Once the line containing "#[tokio::test]" is located, give it again exactly, together with each line that follows it to the end of the entries, and add nothing else.

DATA UNDER STUDY
##############################
//! Password hashing and verification using Argon2id

use crate::{config::AppConfig, error::AppError};
use argon2::{
    password_hash::{
        rand_core::OsRng, PasswordHash, PasswordHasher as _, PasswordVerifier, SaltString,
    },
    Algorithm, Argon2, Params, Version,
};

/// Password hasher with configurable parameters
#[derive(Clone)]
pub struct PasswordHasher {
    argon2: Argon2<'static>,
    min_length: usize,
}

impl PasswordHasher {
    /// Create hasher with an explicit work factor
    pub fn new(memory_kib: u32, iterations: u32, parallelism: u32) -> Result<Self, AppError> {
        let params = Params::new(memory_kib, iterations, parallelism, None)
            .map_err(|e| AppError::Config(format!("Invalid Argon2 params: {}", e)))?;

        Ok(Self {
            argon2: Argon2::new(Algorithm::Argon2id, Version::V0x13, params),
            min_length: 6,
        })
    }

    /// Create hasher from the security section of the config
    pub fn from_config(config: &AppConfig) -> Result<Self, AppError> {
        let security = &config.security;
        let mut hasher = Self::new(
            security.password_hash_memory_kib,
            security.password_hash_iterations,
            security.password_hash_parallelism,
        )?;
        hasher.min_length = security.password_min_length;
        Ok(hasher)
    }

    /// Hash a password
    pub fn hash(&self, password: &str) -> Result<String, AppError> {
        let salt = SaltString::generate(&mut OsRng);

        let password_hash = self
            .argon2
            .hash_password(password.as_bytes(), &salt)
            .map_err(|e| {
                tracing::error!("Failed to hash password: {:?}", e);
                AppError::Internal(format!("Failed to hash password: {}", e))
            })?
            .to_string();

        Ok(password_hash)
    }

    /// Verify a password against a hash.
    ///
    /// A wrong password is `Ok(false)`; a digest that cannot be parsed or
    /// checked is an internal error.
    pub fn verify(&self, password: &str, hash: &str) -> Result<bool, AppError> {
        let parsed_hash = PasswordHash::new(hash).map_err(|e| {
            tracing::error!("Failed to parse password hash: {:?}", e);
            AppError::Internal(format!("Failed to parse password hash: {}", e))
        })?;

        match self.argon2.verify_password(password.as_bytes(), &parsed_hash) {
            Ok(()) => Ok(true),
            Err(password_hash::Error::Password) => Ok(false),
            Err(e) => {
                tracing::error!("Failed to verify password: {:?}", e);
                Err(AppError::Internal(format!("Failed to verify password: {}", e)))
            }
        }
    }

    /// Hash on the blocking pool
    pub async fn hash_blocking(&self, password: String) -> Result<String, AppError> {
        let hasher = self.clone();
        tokio::task::spawn_blocking(move || hasher.hash(&password))
            .await
            .map_err(|e| AppError::Internal(format!("Password hashing task failed: {}", e)))?
    }

    /// Verify on the blocking pool
    pub async fn verify_blocking(&self, password: String, hash: String) -> Result<bool, AppError> {
        let hasher = self.clone();
        tokio::task::spawn_blocking(move || hasher.verify(&password, &hash))
            .await
            .map_err(|e| AppError::Internal(format!("Password verification task failed: {}", e)))?
    }

    /// Validate password against policy
    pub fn validate_password_policy(&self, password: &str) -> Result<(), AppError> {
        if password.chars().count() < self.min_length {
            return Err(AppError::Validation(format!(
                "Password must be at least {} characters",
                self.min_length
            )));
        }

        Ok(())
    }
}

#[cfg(test)]
mod tests {
    use super::*;

    // Small work factor keeps the unit tests fast
    fn hasher() -> PasswordHasher {
        PasswordHasher::new(8 * 1024, 1, 1).unwrap()
    }

    #[test]
    fn test_hash_and_verify() {
        let hasher = hasher();
        let hash = hasher.hash("TestPassword123!").unwrap();
        assert!(hasher.verify("TestPassword123!", &hash).unwrap());
    }

    #[test]
    fn test_verify_fails_with_wrong_password() {
        let hasher = hasher();
        let hash = hasher.hash("TestPassword123!").unwrap();
        assert!(!hasher.verify("WrongPassword", &hash).unwrap());
    }

    #[test]
    fn test_hash_is_different_each_time() {
        let hasher = hasher();
        let hash1 = hasher.hash("TestPassword123!").unwrap();
        let hash2 = hasher.hash("TestPassword123!").unwrap();

        // Hashes should be different due to salt
        assert_ne!(hash1, hash2);
        assert!(hasher.verify("TestPassword123!", &hash1).unwrap());
        assert!(hasher.verify("TestPassword123!", &hash2).unwrap());
    }

    #[test]
    fn test_corrupt_digest_is_an_error_not_a_mismatch() {
        let hasher = hasher();
        assert!(matches!(
            hasher.verify("whatever", "not-a-phc-string"),
            Err(AppError::Internal(_))
        ));
    }

    #[test]
    fn test_invalid_params_rejected() {
        assert!(PasswordHasher::new(1, 1, 1).is_err());
    }

    #[test]
    fn test_password_policy_validation() {
        let hasher = hasher();
        assert!(hasher.validate_password_policy("secret1").is_ok());
        assert!(hasher.validate_password_policy("short").is_err());
    }

    #[tokio::test]
    async fn test_blocking_roundtrip() {
        let hasher = hasher();
        let hash = hasher.hash_blocking("OffThread1".to_string()).await.unwrap();
        assert!(hasher
            .verify_blocking("OffThread1".to_string(), hash)
            .await
            .unwrap());
    }
}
##############################
OUTPUT FOR THIS TASK
    #[tokio::test]
    async fn test_blocking_roundtrip() {
        let hasher = hasher();
        let hash = hasher.hash_blocking("OffThread1".to_string()).await.unwrap();
        assert!(hasher
            .verify_blocking("OffThread1".to_string(), hash)
            .await
            .unwrap());
    }
}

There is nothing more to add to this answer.